Former Alpine team boss Otmar Szafnauer spotted at IndyCar season opener

Former Alpine team principal Otmar Szafnauer has raised speculation regarding his future after he was spotted in Honda’s hospitality during the IndyCar season opener at St. Petersburg.

This comes as Otmar Szafnauer was fired by Alpine on the heels of the F1 summer break last season and now several teams including Andretti Cadillac have been linked to his return to the paddock.

However, when Andretti’s attempt to join the Formula 1 grid as its eleventh team was turned down, these discussions came to an abrupt end.

The Romanian-American hasn’t had a job since exiting Alpine and when he was spotted dining in the Honda hospitality during last weekend’s IndyCar race in St.
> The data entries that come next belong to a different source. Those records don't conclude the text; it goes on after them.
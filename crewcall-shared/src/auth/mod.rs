/// Authentication and authorization
///
/// - `password`: Argon2id hashing and strength checks
/// - `jwt`: HS256 access/refresh token pair
/// - `middleware`: Axum Bearer-token middleware producing an `AuthContext`
/// - `authorization`: role checks over the auth context
pub mod authorization;
pub mod jwt;
pub mod middleware;
pub mod password;

pub use authorization::{
    require_admin, require_admin_or_management, require_management, require_self_or_management,
    AuthzError,
};
pub use jwt::{
    create_token, issue_token_pair, validate_access_token, validate_refresh_token,
    validate_token, Claims, JwtError, TokenPair, TokenType,
};
pub use middleware::{authenticate, bearer_token, AuthContext, AuthError};
pub use password::{hash_password, validate_password_strength, verify_password, PasswordError};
Petersburg, social media lit up with curiosity.

“I have had some discussions with Michael Andretti – he’d called me even before I went to Alpine and I told him I’d love to help him,” Szafnauer said to Motor Sport Magazine.

“They have to get the F1 entry first, because without an entry how can I help him? If they are accepted then I will be able to discuss getting involved, getting them started, getting them moving.”
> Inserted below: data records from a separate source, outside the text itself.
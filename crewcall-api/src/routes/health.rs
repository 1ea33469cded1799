/// Health check endpoint
///
/// Verifies the server is running and reports database connectivity.
///
/// # Endpoint
///
/// ```text
/// GET /health
/// ```
///
/// # Response
///
/// ```json
/// {
///   "status": "healthy",
///   "version": "0.1.0",
///   "database": "connected"
/// }
/// ```
use crate::{app::AppState, error::ApiResult};
use axum::{extract::State, Json};
use serde::{Deserialize, Serialize};

/// Health check response
#[derive(Debug, Serialize, Deserialize)]
pub struct HealthResponse {
    /// Service status
    pub status: String,

    /// Application version
    pub version: String,

    /// Database status
    pub database: String,
}

/// Health check handler
///
/// Always returns 200; a database outage is reported as `"degraded"` rather
/// than failing the probe.
pub async fn health_check(State(state): State<AppState>) -> ApiResult<Json<HealthResponse>> {
    let database_status = match crewcall_shared::db::health_check(&state.db).await {
        Ok(()) => "connected",
        Err(_) => "disconnected",
    };

    Ok(Json(HealthResponse {
        status: if database_status == "connected" {
            "healthy".to_string()
        } else {
            "degraded".to_string()
        },
        version: env!("CARGO_PKG_VERSION").to_string(),
        database: database_status.to_string(),
    }))
}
Fans even inquired as to whether Szafnauer would be interested in buying or starting an IndyCar team, shifting from new Andretti team boss to the man who would command the transition from Indycar to NASCAR.

Unfortunately, to dampen the speculation, it should be mentioned that he was employed by Honda in the 2000s and may have simply been hanging out with old acquaintances.

Alpine fired Szafnauer in July of last year after only 18 months of serving as the team principal. However, he and longtime sporting director Alan Permane quit unexpectedly simply because they couldn’t agree with the Renault board over the team’s short-term goals.

Since then, he has vented his frustrations at his previous team, saying that Alpine’s executives lack an understanding of what it takes to be a Formula 1 contender.

“I told Alpine I was making progress but their response was always ‘we don’t have time for this.’,” he added. “That was the cause of our disagreement and I was given less than 10 days warning of their decision that led to my departure at the Belgian GP.”